Family Therapy Magazine

Transmitting Hypervigilance Through Intergenerational Trauma: Recommendations for Marriage and Family Therapists

African Americans have been shown to display distrust and hypervigilant behavior against people of authority and knowledge. When relaying their experiences to their peers and family members, hypervigilance seems to spread throughout the community resulting in more distrust. However, such hypervigilance may not be helpful or serve as a protective factor when and where trust is needed.

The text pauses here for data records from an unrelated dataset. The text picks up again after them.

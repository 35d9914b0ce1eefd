//! Math types and glam re-exports.
//!
//! We re-export [glam](https://docs.rs/glam) types so users don't need to
//! depend on it directly. The [`Transform`] component carries position,
//! rotation and scale for anything placed in the scene, cameras included.
//!
//! Conventions are right-handed with `-Z` forward and `+Y` up, matching
//! [`Mat4::look_at_rh`] and [`Mat4::perspective_rh`].

pub use glam::{EulerRot, Mat4, Quat, Vec2, Vec3, Vec4};

/// A 3D transform: position, rotation, and scale.
#[derive(Debug, Clone, Copy, PartialEq, serde::Serialize, serde::Deserialize)]
pub struct Transform {
    pub translation: Vec3,
    pub rotation: Quat,
    pub scale: Vec3,
}

impl Transform {
    /// Identity transform (origin, no rotation, uniform scale of 1).
    pub const IDENTITY: Self = Self {
        translation: Vec3::ZERO,
        rotation: Quat::IDENTITY,
        scale: Vec3::ONE,
    };

    /// Create a transform at the given position.
    pub fn from_xyz(x: f32, y: f32, z: f32) -> Self {
        Self::from_translation(Vec3::new(x, y, z))
    }

    pub fn from_translation(translation: Vec3) -> Self {
        Self {
            translation,
            ..Self::IDENTITY
        }
    }

    /// Rotate so that `forward()` points at `target`.
    ///
    /// `Transform::from_xyz(0.0, 5.0, 10.0).looking_at(Vec3::ZERO, Vec3::Y)`
    /// places a camera at (0,5,10) looking toward the origin. Returns `self`
    /// unchanged when `target` coincides with the translation.
    pub fn looking_at(mut self, target: Vec3, up: Vec3) -> Self {
        if (target - self.translation).length_squared() <= f32::EPSILON {
            return self;
        }
        let look = Mat4::look_at_rh(self.translation, target, up);
        let (_, rotation, _) = look.inverse().to_scale_rotation_translation();
        self.rotation = rotation.normalize();
        self
    }

    /// Return a copy with uniform scale applied.
    pub fn with_scale(mut self, scale: f32) -> Self {
        self.scale = Vec3::splat(scale);
        self
    }

    pub fn with_rotation(mut self, rotation: Quat) -> Self {
        self.rotation = rotation;
        self
    }

    /// The 4x4 model matrix: translate * rotate * scale.
    pub fn matrix(&self) -> Mat4 {
        Mat4::from_scale_rotation_translation(self.scale, self.rotation, self.translation)
    }

    pub fn forward(&self) -> Vec3 {
        self.rotation * Vec3::NEG_Z
    }

    pub fn right(&self) -> Vec3 {
        self.rotation * Vec3::X
    }

    pub fn up(&self) -> Vec3 {
        self.rotation * Vec3::Y
    }

    /// Move in world space.
    pub fn translate(&mut self, offset: Vec3) {
        self.translation += offset;
    }

    /// Move along the transform's own axes (`x` right, `y` up, `z` back).
    pub fn translate_local(&mut self, offset: Vec3) {
        self.translation += self.rotation * offset;
    }

    /// Apply `rotation` in world space, after the current rotation.
    pub fn rotate(&mut self, rotation: Quat) {
        self.rotation = (rotation * self.rotation).normalize();
    }

    /// Rotate by `angle` radians around a world-space `axis`.
    pub fn rotate_axis(&mut self, axis: Vec3, angle: f32) {
        self.rotate(Quat::from_axis_angle(axis.normalize(), angle));
    }

    /// Map a point from local to world space.
    pub fn transform_point(&self, point: Vec3) -> Vec3 {
        self.translation + self.rotation * (self.scale * point)
    }

    /// Map a direction from local to world space. Translation is ignored.
    pub fn transform_vector(&self, vector: Vec3) -> Vec3 {
        self.rotation * (self.scale * vector)
    }

    /// Map a point from world to local space.
    pub fn inverse_transform_point(&self, point: Vec3) -> Vec3 {
        (self.rotation.inverse() * (point - self.translation)) / self.scale
    }

    /// Interpolate translation and scale linearly, rotation spherically.
    pub fn lerp(&self, other: &Transform, t: f32) -> Transform {
        Transform {
            translation: self.translation.lerp(other.translation, t),
            rotation: self.rotation.slerp(other.rotation, t),
            scale: self.scale.lerp(other.scale, t),
        }
    }
}

impl Default for Transform {
    fn default() -> Self {
        Self::IDENTITY
    }
}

This article aims to examine the transmission of hypervigilant behavior in ethnic communities, specifically African American communities, while addressing the distrust between ethnic communities and institutional systems. This article also aims to provide therapeutic initiatives and recommendations for systemic therapists to implement in therapy practices in hopes of helping to decrease chronic hypervigilant behavior in Black and Brown communities.

Empirical evidence shows that people of color, specifically African Americans, display hypervigilant behavior relating to anxiety disorders, post-traumatic stress disorder (PTSD), and racial discrimination (Bryant-Davis, Adams, Alejandre, & Gray, 2017; Range, Gutierrez, Gamboni, Hough, & Wojciak, 2018; Williams, Printz, & DeLapp, 2018), and have a more heightened sense of hyperarousal because of these issues (Phan, So, Thomas, & Gaylord-Harden, 2020).

Hyperarousal is the physiological component of PTSD (Kleshchova, Rieder, Grinband, & Weierich, 2019) where symptoms include irritability, anger, trouble concentrating and being overly cautious and careful (Phan et al., 2020). Hypervigilance is the cognitive, behavioral component of hyperarousal as it alerts the individual to nearby danger in their surroundings and acts as a survival mechanism (Kleschova et al., 2019; Phan et al., 2020), which is also associated with attentional bias, where individuals become more aware, or on the lookout for potential threats (Kimble et al., 2014; Phan et al., 2020).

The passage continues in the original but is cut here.